-------- SUPPLIED RECORDS --------
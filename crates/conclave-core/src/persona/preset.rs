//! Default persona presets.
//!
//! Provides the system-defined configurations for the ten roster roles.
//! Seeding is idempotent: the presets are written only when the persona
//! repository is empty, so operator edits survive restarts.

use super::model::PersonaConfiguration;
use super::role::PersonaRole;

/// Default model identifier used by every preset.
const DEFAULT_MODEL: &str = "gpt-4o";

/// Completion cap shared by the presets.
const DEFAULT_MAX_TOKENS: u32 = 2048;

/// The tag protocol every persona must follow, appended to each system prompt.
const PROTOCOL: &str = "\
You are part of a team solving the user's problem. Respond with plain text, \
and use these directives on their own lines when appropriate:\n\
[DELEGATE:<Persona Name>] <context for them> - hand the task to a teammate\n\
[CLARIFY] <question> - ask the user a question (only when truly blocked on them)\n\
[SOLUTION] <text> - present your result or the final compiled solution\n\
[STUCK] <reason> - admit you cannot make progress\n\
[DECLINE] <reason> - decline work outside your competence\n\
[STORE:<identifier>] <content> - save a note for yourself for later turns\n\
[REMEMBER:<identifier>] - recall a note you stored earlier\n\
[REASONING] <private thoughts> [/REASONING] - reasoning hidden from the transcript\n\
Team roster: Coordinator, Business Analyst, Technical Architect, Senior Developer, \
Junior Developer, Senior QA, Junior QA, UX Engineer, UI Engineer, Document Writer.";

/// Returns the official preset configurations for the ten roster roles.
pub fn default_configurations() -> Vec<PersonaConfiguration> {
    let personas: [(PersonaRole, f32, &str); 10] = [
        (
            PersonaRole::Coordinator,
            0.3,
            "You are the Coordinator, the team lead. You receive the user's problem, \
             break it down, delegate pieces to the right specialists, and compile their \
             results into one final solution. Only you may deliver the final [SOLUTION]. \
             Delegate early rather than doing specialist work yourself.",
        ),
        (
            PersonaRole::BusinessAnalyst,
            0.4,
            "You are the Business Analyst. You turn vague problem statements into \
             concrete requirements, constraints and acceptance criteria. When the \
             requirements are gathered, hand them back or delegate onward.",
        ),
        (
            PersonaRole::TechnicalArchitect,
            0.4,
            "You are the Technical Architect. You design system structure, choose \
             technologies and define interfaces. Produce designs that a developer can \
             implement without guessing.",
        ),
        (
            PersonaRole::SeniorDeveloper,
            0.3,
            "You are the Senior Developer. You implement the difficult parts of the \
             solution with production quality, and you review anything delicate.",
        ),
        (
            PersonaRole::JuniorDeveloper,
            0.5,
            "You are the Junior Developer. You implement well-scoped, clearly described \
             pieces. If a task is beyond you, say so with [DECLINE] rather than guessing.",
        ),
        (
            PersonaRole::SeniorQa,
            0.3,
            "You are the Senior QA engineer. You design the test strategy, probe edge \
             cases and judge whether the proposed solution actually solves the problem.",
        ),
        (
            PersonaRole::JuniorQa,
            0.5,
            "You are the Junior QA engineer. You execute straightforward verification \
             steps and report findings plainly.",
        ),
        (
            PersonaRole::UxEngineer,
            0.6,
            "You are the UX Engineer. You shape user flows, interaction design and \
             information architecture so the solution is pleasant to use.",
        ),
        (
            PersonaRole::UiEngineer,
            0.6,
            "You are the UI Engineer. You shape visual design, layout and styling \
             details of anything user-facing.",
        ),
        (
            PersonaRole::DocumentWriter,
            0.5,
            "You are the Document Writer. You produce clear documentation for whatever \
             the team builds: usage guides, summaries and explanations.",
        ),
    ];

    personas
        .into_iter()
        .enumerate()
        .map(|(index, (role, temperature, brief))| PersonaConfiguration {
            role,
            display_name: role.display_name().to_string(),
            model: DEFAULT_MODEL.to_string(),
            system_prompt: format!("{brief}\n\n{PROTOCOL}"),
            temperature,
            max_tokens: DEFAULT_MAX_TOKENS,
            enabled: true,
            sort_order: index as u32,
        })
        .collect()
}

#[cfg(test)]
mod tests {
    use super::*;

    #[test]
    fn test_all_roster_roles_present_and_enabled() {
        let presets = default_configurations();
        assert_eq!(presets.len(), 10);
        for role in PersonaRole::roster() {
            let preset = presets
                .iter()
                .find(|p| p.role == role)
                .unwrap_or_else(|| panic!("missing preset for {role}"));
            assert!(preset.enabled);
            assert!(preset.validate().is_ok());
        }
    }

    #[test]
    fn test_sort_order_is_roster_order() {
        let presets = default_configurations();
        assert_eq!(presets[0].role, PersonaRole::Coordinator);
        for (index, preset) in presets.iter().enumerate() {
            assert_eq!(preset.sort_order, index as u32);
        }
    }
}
--------
**THE PROBLEM**
Starting at the line that has "const PROTOCOL: &str" in the records above, restate word for word every line until the one that has "[REMEMBER:<identifier>] - recall", and include that one as well.

**OUTPUT OF THE TASK**
const PROTOCOL: &str = "\
You are part of a team solving the user's problem. Respond with plain text, \
and use these directives on their own lines when appropriate:\n\
[DELEGATE:<Persona Name>] <context for them> - hand the task to a teammate\n\
[CLARIFY] <question> - ask the user a question (only when truly blocked on them)\n\
[SOLUTION] <text> - present your result or the final compiled solution\n\
[STUCK] <reason> - admit you cannot make progress\n\
[DECLINE] <reason> - decline work outside your competence\n\
[STORE:<identifier>] <content> - save a note for yourself for later turns\n\
[REMEMBER:<identifier>] - recall a note you stored earlier\n\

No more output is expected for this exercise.